ササクレヒトヨタケエキスに含まれるエルゴチオネインは、抗酸化作用が非常に高いことが確認されています。研究では、濃度依存的にスーパーオキシドラジカルを捕捉することが明らかになっています。また、過酸化水素などによる酸化ストレスが細胞に加わると、ミトコンドリアのDNAが損傷するなどの細胞障害が起こります。エルゴチオネインは、このような過酸化水素による酸化ストレスを抑制することが確認されています。

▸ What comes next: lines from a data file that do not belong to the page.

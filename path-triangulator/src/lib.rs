//--------------------------------------------------------------------
// lib.rs
//--------------------------------------------------------------------
// Declaration of all modules occurs here
//--------------------------------------------------------------------

#[macro_use] extern crate log;
#[cfg_attr(test, macro_use)] extern crate approx;
extern crate derive_more;
extern crate ordered_float;
extern crate roots;
extern crate arrayvec;

pub mod geometry;
pub mod curve;
pub mod path;
pub mod triangulation;
pub mod rtree;
pub mod loop_blinn;
pub mod batch;
mod error;

pub use geometry::{Coord, Vec2, Vec3, Rect};
pub use path::*;
pub use error::ProcessError;
pub use loop_blinn::{LoopBlinnProcessor, ProcessorOptions};
pub use batch::{BatchProcessor, BatchType, FillStyle};
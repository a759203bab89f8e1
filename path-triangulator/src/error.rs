//--------------------------------------------------------------------
// error.rs
//--------------------------------------------------------------------
// Input contract problems that the decomposer reports to its caller
//--------------------------------------------------------------------

use crate::derive_more::*;

#[derive(Copy, Clone, PartialEq, Eq, Debug, Display)]
pub enum ProcessError {
    #[display(fmt = "the path has no subpaths")]
    EmptyPath,
    #[display(fmt = "subpath {} does not begin with a MoveTo", _0)]
    MissingMoveTo(usize),
    #[display(fmt = "subpath {} has fewer than 3 distinct points", _0)]
    DegenerateSubpath(usize),
    #[display(fmt = "the first subpath must be clockwise")]
    CounterClockwiseBoundary,
    #[display(fmt = "subpath {} is a hole outside of every boundary", _0)]
    OrphanHole(usize)
}

impl std::error::Error for ProcessError {}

さらに、過酸化水素による脂質過酸化に関しても、エルゴチオネインが強く抑制することがわかっています。また、エルゴチオネインを発現できない細胞株においては脂質過酸化が亢進しているという情報も得られているのです。この点からも、エルゴチオネインが生体内抗酸化において重要な役割をもつことがわかります。

・抗光老化作用

肌の老化原因にはいくつか考えられますが、そのなかのひとつに紫外線による光老化があげられます。ササクレヒトヨタケエキスおよびエルゴチオネインは、この光老化でダメージを受けた皮膚細胞を回復させる作用も期待できるのです。

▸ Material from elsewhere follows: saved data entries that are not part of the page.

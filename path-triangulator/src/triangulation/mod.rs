//------------------------------------------------------------------------------
// mod.rs
//------------------------------------------------------------------------------
// Provides the divide-and-conquer Delaunay triangulation, on top of which the
// constraint insertion and the trimming are built
//------------------------------------------------------------------------------

mod edge;
mod joint;
mod constraint;
mod traverse;

pub use edge::{EdgeId, NIL, sym};
pub use joint::*;

use crate::geometry::*;
use crate::ordered_float::OrderedFloat;
use edge::*;

// Determinant threshold of the in-circle test
const IN_CIRCLE_EPSILON: Coord = 1e-12;

// The algorithm is the one of Guibas and Stolfi, "Primitives for the
// manipulation of general subdivisions and the computation of Voronoi
// diagrams", over a half-edge mesh
#[derive(Default)]
pub struct DelaunayTriangulation {
    joints: Vec<DtJoint>,
    edges: EdgeArena,
    // One outgoing edge per joint, NIL for isolated joints
    anchors: Vec<EdgeId>,
    // Edges on the leftmost and the rightmost parts of the mesh
    range: Option<(EdgeId, EdgeId)>
}

impl DelaunayTriangulation {
    pub fn new() -> DelaunayTriangulation { Default::default() }

    // Sort the joints by x, then y. Joints repeating a point are dropped,
    // the first one with that point is kept
    pub fn initialize(&mut self, joints: impl IntoIterator<Item = DtJoint>) {
        self.clear();
        self.joints.extend(joints);
        self.joints.sort_by_key(|j| (OrderedFloat(j.point.x), OrderedFloat(j.point.y)));

        let before = self.joints.len();
        self.joints.dedup_by(|a, b| a.point == b.point);
        if self.joints.len() != before {
            warn!("Dropped {} joints sharing a point with another joint", before - self.joints.len());
        }

        self.anchors = vec![NIL; self.joints.len()];
    }

    pub fn run(&mut self) {
        let len = self.joints.len();
        if len < 2 {
            warn!("Cannot triangulate {} joint(s)", len);
            return;
        }

        self.range = Some(self.delaunay(0, len));
        debug!("Delaunay triangulation of {} joints: {} edges", len, self.edges.alive_count() / 2);

        #[cfg(debug_assertions)] self.check_linkage();
        self.dump();
    }

    // Destroys every edge and joint; safe to call on an empty triangulation
    pub fn clear(&mut self) {
        self.joints.clear();
        self.edges.clear();
        self.anchors.clear();
        self.range = None;
    }

    pub fn joints(&self) -> &[DtJoint] { &self.joints }
    pub fn edge_range(&self) -> Option<(EdgeId, EdgeId)> { self.range }

    // Inspection of the mesh
    pub fn edges(&self) -> impl Iterator<Item = EdgeId> + '_ { self.edges.alive() }
    pub fn edge_count(&self) -> usize { self.edges.alive_count() / 2 }
    pub fn org(&self, e: EdgeId) -> Vec2 { self.joints[self.edges[e].org].point }
    pub fn dest(&self, e: EdgeId) -> Vec2 { self.joints[self.edges[e].dest].point }
    pub fn org_next(&self, e: EdgeId) -> EdgeId { self.edges.org_next(e) }
    pub fn left_next(&self, e: EdgeId) -> EdgeId { self.edges.next(e) }
    pub fn left_prev(&self, e: EdgeId) -> EdgeId { self.edges.prev(e) }
    pub fn is_constraint(&self, e: EdgeId) -> bool { self.edges[e].constraint }
    pub fn is_boundary(&self, e: EdgeId) -> bool { self.edges[e].boundary }

    // The joint sitting exactly on the point
    pub fn find_joint(&self, p: Vec2) -> Option<usize> {
        self.joints.binary_search_by(|j| lexicographic(&j.point, &p)).ok()
            .filter(|&i| self.joints[i].point == p)
    }

    // The edge going from the joint at p1 to the joint at p2
    pub fn find_edge(&self, p1: Vec2, p2: Vec2) -> Option<EdgeId> {
        let j1 = self.find_joint(p1)?;
        let j2 = self.find_joint(p2)?;
        self.find_edge_between(j1, j2)
    }

    fn find_edge_between(&self, j1: usize, j2: usize) -> Option<EdgeId> {
        let start = self.anchors[j1];
        if start == NIL { return None; }

        let mut e = start;
        loop {
            if self.edges[e].dest == j2 { return Some(e); }
            e = self.edges.org_next(e);
            if e == start { return None; }
        }
    }

    fn point(&self, j: usize) -> Vec2 { self.joints[j].point }

    fn ccw(&self, a: usize, b: usize, c: usize) -> bool {
        is_concave_angle(self.point(a), self.point(b), self.point(c))
    }

    fn left_of(&self, j: usize, e: EdgeId) -> bool { self.ccw(j, self.edges[e].org, self.edges[e].dest) }
    fn right_of(&self, j: usize, e: EdgeId) -> bool { self.ccw(j, self.edges[e].dest, self.edges[e].org) }

    // d lies inside the circle through a, b and c (given counter-clockwise)
    fn in_circle(&self, a: usize, b: usize, c: usize, d: usize) -> bool {
        if d == a || d == b || d == c { return false; }

        let pd = self.point(d);
        let pa = self.point(a) - pd;
        let pb = self.point(b) - pd;
        let pc = self.point(c) - pd;

        let det = pa.length_sq() * pb.cross(pc) + pb.length_sq() * pc.cross(pa) + pc.length_sq() * pa.cross(pb);
        det > IN_CIRCLE_EPSILON
    }

    // Mesh primitives, keeping the anchors up to date
    fn make_edge(&mut self, org: usize, dest: usize) -> EdgeId {
        let e = self.edges.make_pair(org, dest);
        if self.anchors[org] == NIL { self.anchors[org] = e; }
        if self.anchors[dest] == NIL { self.anchors[dest] = sym(e); }
        e
    }

    // A new edge from a.dest to b.org, with a, the new edge and b sharing the left face
    fn connect(&mut self, a: EdgeId, b: EdgeId) -> EdgeId {
        let e = self.make_edge(self.edges[a].dest, self.edges[b].org);
        let an = self.edges.next(a);
        self.edges.splice(e, an);
        self.edges.splice(sym(e), b);
        e
    }

    fn destroy(&mut self, e: EdgeId) {
        for &h in [e, sym(e)].iter() {
            let org = self.edges[h].org;
            if self.anchors[org] == h {
                let other = self.edges.org_next(h);
                self.anchors[org] = if other == h { NIL } else { other };
            }
        }

        let op = self.edges.org_prev(e);
        self.edges.splice(e, op);
        let sp = self.edges.org_prev(sym(e));
        self.edges.splice(sym(e), sp);
        self.edges.free_pair(e);
    }

    // Triangulate the sorted joints in [begin, end); returns the counter-clockwise
    // hull edge leaving the leftmost joint and the clockwise one leaving the rightmost
    fn delaunay(&mut self, begin: usize, end: usize) -> (EdgeId, EdgeId) {
        let len = end - begin;

        if len == 2 {
            let a = self.make_edge(begin, begin + 1);
            return (a, sym(a));
        }

        if len == 3 {
            let (s1, s2, s3) = (begin, begin + 1, begin + 2);
            let a = self.make_edge(s1, s2);
            let b = self.make_edge(s2, s3);
            self.edges.splice(sym(a), b);

            if self.ccw(s1, s2, s3) {
                self.connect(b, a);
                return (a, sym(b));
            }
            else if self.ccw(s1, s3, s2) {
                let c = self.connect(b, a);
                return (sym(c), c);
            }
            else { return (a, sym(b)); }
        }

        let mid = begin + len / 2;
        let (mut ldo, mut ldi) = self.delaunay(begin, mid);
        let (mut rdi, mut rdo) = self.delaunay(mid, end);

        // Lower common tangent of both hulls
        loop {
            if self.left_of(self.edges[rdi].org, ldi) { ldi = self.edges.next(ldi); }
            else if self.right_of(self.edges[ldi].org, rdi) { rdi = self.edges.right_prev(rdi); }
            else { break; }
        }

        let mut basel = self.connect(sym(rdi), ldi);
        if self.edges[ldi].org == self.edges[ldo].org { ldo = sym(basel); }
        if self.edges[rdi].org == self.edges[rdo].org { rdo = basel; }

        // Sew both halves together, from the bottom up
        loop {
            let mut lcand = self.edges.org_next(sym(basel));
            if self.valid(lcand, basel) {
                loop {
                    let next = self.edges.org_next(lcand);
                    if !self.in_circle(self.edges[basel].dest, self.edges[basel].org,
                        self.edges[lcand].dest, self.edges[next].dest) { break; }
                    self.destroy(lcand);
                    lcand = next;
                }
            }

            let mut rcand = self.edges.org_prev(basel);
            if self.valid(rcand, basel) {
                loop {
                    let prev = self.edges.org_prev(rcand);
                    if !self.in_circle(self.edges[basel].dest, self.edges[basel].org,
                        self.edges[rcand].dest, self.edges[prev].dest) { break; }
                    self.destroy(rcand);
                    rcand = prev;
                }
            }

            let lvalid = self.valid(lcand, basel);
            let rvalid = self.valid(rcand, basel);
            if !lvalid && !rvalid { break; }

            basel = if !lvalid || (rvalid && self.in_circle(self.edges[lcand].dest, self.edges[lcand].org,
                self.edges[rcand].org, self.edges[rcand].dest)) {
                self.connect(rcand, sym(basel))
            }
            else { self.connect(sym(basel), sym(lcand)) };
        }

        (ldo, rdo)
    }

    // The candidate rises above the base line
    fn valid(&self, e: EdgeId, basel: EdgeId) -> bool { self.right_of(self.edges[e].dest, basel) }

    // Checks the linkage of every edge, panicking on the first broken one
    pub fn check_linkage(&self) {
        for e in self.edges.alive() {
            let edge = &self.edges[e];
            assert!(self.edges.is_alive(edge.next) && self.edges.is_alive(edge.prev),
                "Edge {} links to a destroyed edge", e);
            assert_eq!(self.edges.prev(edge.next), e, "Broken next/prev pair at edge {}", e);
            assert_eq!(self.edges.next(edge.prev), e, "Broken prev/next pair at edge {}", e);
            assert_eq!(edge.dest, self.edges[edge.next].org, "Edge {} does not reach its successor", e);
            assert_eq!(edge.org, self.edges[edge.prev].dest, "Edge {} does not start at its predecessor", e);
            assert_eq!(edge.dest, self.edges[sym(e)].org, "Edge {} disagrees with its symmetric", e);
        }

        for (j, &a) in self.anchors.iter().enumerate() {
            assert!(a == NIL || (self.edges.is_alive(a) && self.edges[a].org == j), "Bad anchor for joint {}", j);
        }
    }

    #[cfg(feature = "debug_mesh")]
    fn dump(&self) {
        for e in self.edges.alive() {
            let edge = &self.edges[e];
            trace!("edge {}: {} -> {} (prev {}, next {}){}{}", e, self.point(edge.org), self.point(edge.dest),
                edge.prev, edge.next, if edge.constraint { " constraint" } else { "" },
                if edge.boundary { " boundary" } else { "" });
        }
    }

    #[cfg(not(feature = "debug_mesh"))]
    fn dump(&self) {}
}

#[cfg(test)]
mod test {
    use super::*;

    pub fn joints_of(points: &[(Coord, Coord)]) -> Vec<DtJoint> {
        points.iter().enumerate().map(|(i, &(x, y))| DtJoint::new(Vec2::new(x, y), Binding(i))).collect()
    }

    pub fn triangulate(points: &[(Coord, Coord)]) -> DelaunayTriangulation {
        let mut dt = DelaunayTriangulation::new();
        dt.initialize(joints_of(points));
        dt.run();
        dt
    }

    #[test]
    fn test_two_points() {
        let mut dt = triangulate(&[(0.0, 0.0), (1.0, 0.0)]);
        assert_eq!(dt.edge_count(), 1);
        assert!(dt.collect_triangles().is_empty());
    }

    #[test]
    fn test_clockwise_triangle_is_corrected() {
        let mut dt = triangulate(&[(0.0, 0.0), (1.0, -1.0), (2.0, 0.0)]);
        assert_eq!(dt.edge_count(), 3);
        assert_eq!(dt.collect_triangles().len(), 1);
        dt.check_linkage();
    }

    #[test]
    fn test_collinear_points() {
        let mut dt = triangulate(&[(0.0, 0.0), (1.0, 0.0), (2.0, 0.0), (3.0, 0.0)]);
        assert_eq!(dt.edge_count(), 3);
        assert!(dt.collect_triangles().is_empty());
    }

    #[test]
    fn test_square_and_center() {
        let mut dt = triangulate(&[(0.0, 0.0), (10.0, 0.0), (10.0, 10.0), (0.0, 10.0), (5.0, 5.0)]);
        assert_eq!(dt.collect_triangles().len(), 4);
        assert!(dt.find_edge(Vec2::new(0.0, 0.0), Vec2::new(5.0, 5.0)).is_some());
        assert!(dt.find_edge(Vec2::new(0.0, 0.0), Vec2::new(10.0, 10.0)).is_none());
    }

    #[test]
    fn test_duplicates_are_dropped() {
        let mut dt = triangulate(&[(0.0, 0.0), (4.0, 0.0), (0.0, 0.0), (2.0, 3.0)]);
        assert_eq!(dt.joints().len(), 3);
        assert_eq!(dt.joints()[0].binding, Binding(0));
        assert_eq!(dt.collect_triangles().len(), 1);
    }

    #[test]
    fn test_clear_is_idempotent() {
        let mut dt = triangulate(&[(0.0, 0.0), (4.0, 0.0), (2.0, 3.0)]);
        dt.clear();
        dt.clear();
        assert_eq!(dt.edge_count(), 0);
        assert!(dt.edge_range().is_none());
    }
}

ヒトから採取した線維芽細胞 に、ササクレヒトヨタケエキスおよびエルゴチオネインを添加し、紫外線の一種であるUV-Bを照射しました。すると、一度は線維芽細胞の増殖活動は低下しましたが、その後有意に増殖活動が回復しました。またUV-Bによって、コラーゲンの分解酵素であるMMP-1や、炎症マーカーであるTNF-α遺伝子発現が増加します。しかし、ササクレヒトヨタケエキスおよびエルゴチオネインはこれらの遺伝子の発見を抑制し、UV-Bによるコラーゲンの分解や炎症を抑制することが明らかになっています。

・美白作用

ササクレヒトヨタケエキスは、メラニン生成の過程に働きかけることによって美白作用をもたらすという研究結果もあります。この作用を検証するために、B16メラノーマ細胞にササクレヒトヨタケエキスを添加しました。すると、ササクレヒトヨタケエキスは1mg/mlでメラニン生成を抑制しました。

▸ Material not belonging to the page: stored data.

//------------------------------------------------------------------------------
// constraint.rs
//------------------------------------------------------------------------------
// Forces edges into the triangulation: the edges crossed by the new segment
// are removed and the two holes left on each side are triangulated again
//------------------------------------------------------------------------------

use super::*;

// Signed area of the parallelogram a, b, c
fn orient(a: Vec2, b: Vec2, c: Vec2) -> Coord { (b - a).cross(c - a) }

enum Walk {
    // The segment runs along an existing edge
    Along(EdgeId),
    // The segment crosses these edges, then reaches `end`. `entry` arrives at
    // the start joint and `exit` leaves `end`, both on the left of the segment
    Across { entry: EdgeId, exit: EdgeId, crossed: Vec<EdgeId>, end: usize }
}

impl DelaunayTriangulation {
    // Force an edge between the joints sitting on p1 and p2. Returns the
    // edge leaving p1, or None when there is no such pair of joints
    pub fn add_constraint(&mut self, p1: Vec2, p2: Vec2) -> Option<EdgeId> {
        self.add_constraint_split(p1, p2).map(|pieces| pieces[0])
    }

    // Same as above, but a segment passing exactly over other joints is made
    // of several edges, all of which are returned in order
    pub fn add_constraint_split(&mut self, p1: Vec2, p2: Vec2) -> Option<Vec<EdgeId>> {
        let (j1, j2) = match (self.find_joint(p1), self.find_joint(p2)) {
            (Some(j1), Some(j2)) if j1 != j2 => (j1, j2),
            _ => {
                warn!("Constraint {} -> {} does not join two distinct joints", p1, p2);
                return None;
            }
        };

        let result = self.insert_constraint(j1, j2);
        if result.is_none() { warn!("Could not insert the constraint {} -> {}", p1, p2); }

        #[cfg(feature = "debug_mesh")] {
            self.check_linkage();
            self.dump();
        }

        result
    }

    fn insert_constraint(&mut self, from: usize, to: usize) -> Option<Vec<EdgeId>> {
        let mut pieces = Vec::new();
        let mut from = from;

        // Each pass reaches either the target or a joint lying on the segment
        while from != to {
            let (e, end) = match self.walk(from, to)? {
                Walk::Along(e) => (e, self.edges[e].dest),
                Walk::Across { entry, exit, crossed, end } => (self.cut(entry, exit, crossed), end)
            };

            self.edges[e].constraint = true;
            self.edges[sym(e)].constraint = true;
            pieces.push(e);
            from = end;
        }

        Some(pieces)
    }

    // Walk the triangles from `from` towards `to`
    fn walk(&self, from: usize, to: usize) -> Option<Walk> {
        let p1 = self.point(from);
        let p2 = self.point(to);
        let len = (p2 - p1).length();
        let on_line = |p: Vec2| (orient(p1, p2, p) / len).fuzzy_zero();

        let start = self.anchors[from];
        if start == NIL { return None; }

        // An edge already going in the direction of the segment
        let mut e = start;
        loop {
            let pb = self.point(self.edges[e].dest);
            if on_line(pb) && (p2 - p1).dot(pb - p1) > 0.0 { return Some(Walk::Along(e)); }
            e = self.edges.org_next(e);
            if e == start { break; }
        }

        // Otherwise, the triangle around `from` the segment goes into
        let mut entry = NIL;
        loop {
            if self.edges.is_triangle(e) {
                let pb = self.point(self.edges[e].dest);
                let pc = self.point(self.edges[self.edges.prev(e)].org);
                if orient(p1, pb, pc) > 0.0 && orient(p1, pb, p2) > 0.0 && orient(p1, pc, p2) < 0.0 {
                    entry = e;
                    break;
                }
            }
            e = self.edges.org_next(e);
            if e == start { break; }
        }
        if entry == NIL { return None; }

        // Crossed edges always go from the right of the segment to its left
        let mut x = self.edges.next(entry);
        let mut crossed = vec![x];
        for _ in 0..self.edges.alive_count() {
            let y = sym(x);
            if !self.edges.is_triangle(y) { return None; }

            let o = self.edges[self.edges.next(y)].dest;
            if o == to || on_line(self.point(o)) {
                return Some(Walk::Across { entry: self.edges.prev(entry), exit: self.edges.prev(y), crossed, end: o });
            }

            let o_left = orient(p1, p2, self.point(o)) > 0.0;
            let yd_left = orient(p1, p2, self.point(self.edges[y].dest)) > 0.0;
            x = if o_left != yd_left { self.edges.next(y) } else { self.edges.prev(y) };
            crossed.push(x);
        }

        None
    }

    // Remove the crossed edges and join both ends through the opened polygon
    fn cut(&mut self, entry: EdgeId, exit: EdgeId, crossed: Vec<EdgeId>) -> EdgeId {
        for x in crossed {
            if self.edges[x].constraint {
                warn!("Constraint {} -> {} is crossed by another constraint and removed", self.org(x), self.dest(x));
            }
            self.destroy(x);
        }

        let cut = self.connect(entry, exit);
        self.shrink(cut);
        self.shrink(sym(cut));
        cut
    }

    // Triangulate the polygon on the left of base. Each step picks the joint
    // whose circle through base holds no other joint of the polygon
    fn shrink(&mut self, base: EdgeId) {
        let mut stack = vec![base];

        while let Some(base) = stack.pop() {
            let first = self.edges.next(base);
            let last = self.edges.prev(base);
            if self.edges.next(first) == last { continue; }

            let (a, b) = (self.edges[base].org, self.edges[base].dest);
            let mut best = first;
            let mut e = self.edges.next(first);
            while e != last {
                if self.in_circle(a, b, self.edges[best].dest, self.edges[e].dest) { best = e; }
                e = self.edges.next(e);
            }

            // Split off the part after the chosen joint
            if self.edges.next(best) != last {
                let e1 = self.connect(best, base);
                stack.push(sym(e1));
            }

            // ...and the part before it
            if best != first {
                let last = self.edges.prev(base);
                let e2 = self.connect(base, last);
                stack.push(sym(e2));
            }
        }
    }
}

またメラニン生成の過程には、チロシナーゼが関与します。ササクレヒトヨタケエキスおよびエルゴチオネインは、チロシナーゼ活性を抑えてメラニン生成を防ぐ作用があることも明らかになっています。

・抗炎症作用

ササクレヒトヨタケエキスには、有意な抗炎症作用も確認されています。検証では、マウスの脂肪前駆細胞を分化誘導して脂肪細胞に変化させ、TNF-αを加えた後ササクレヒトヨタケエキスを添加する方法で炎症マーカーであるIL-6(インターロイキン-6)の濃度を測定しました。その結果、IL-6の明らかな減少が認められたのです。

どんなサプリ(食品)に向いているか

ササクレヒトヨタケエキスは、主に抗酸化作用や美白作用を利用した美容目的のサプリや化粧品に多く用いられています。また、抗酸化作用を利用して口紅の退色を防ぐ添加物に使用されることもあります。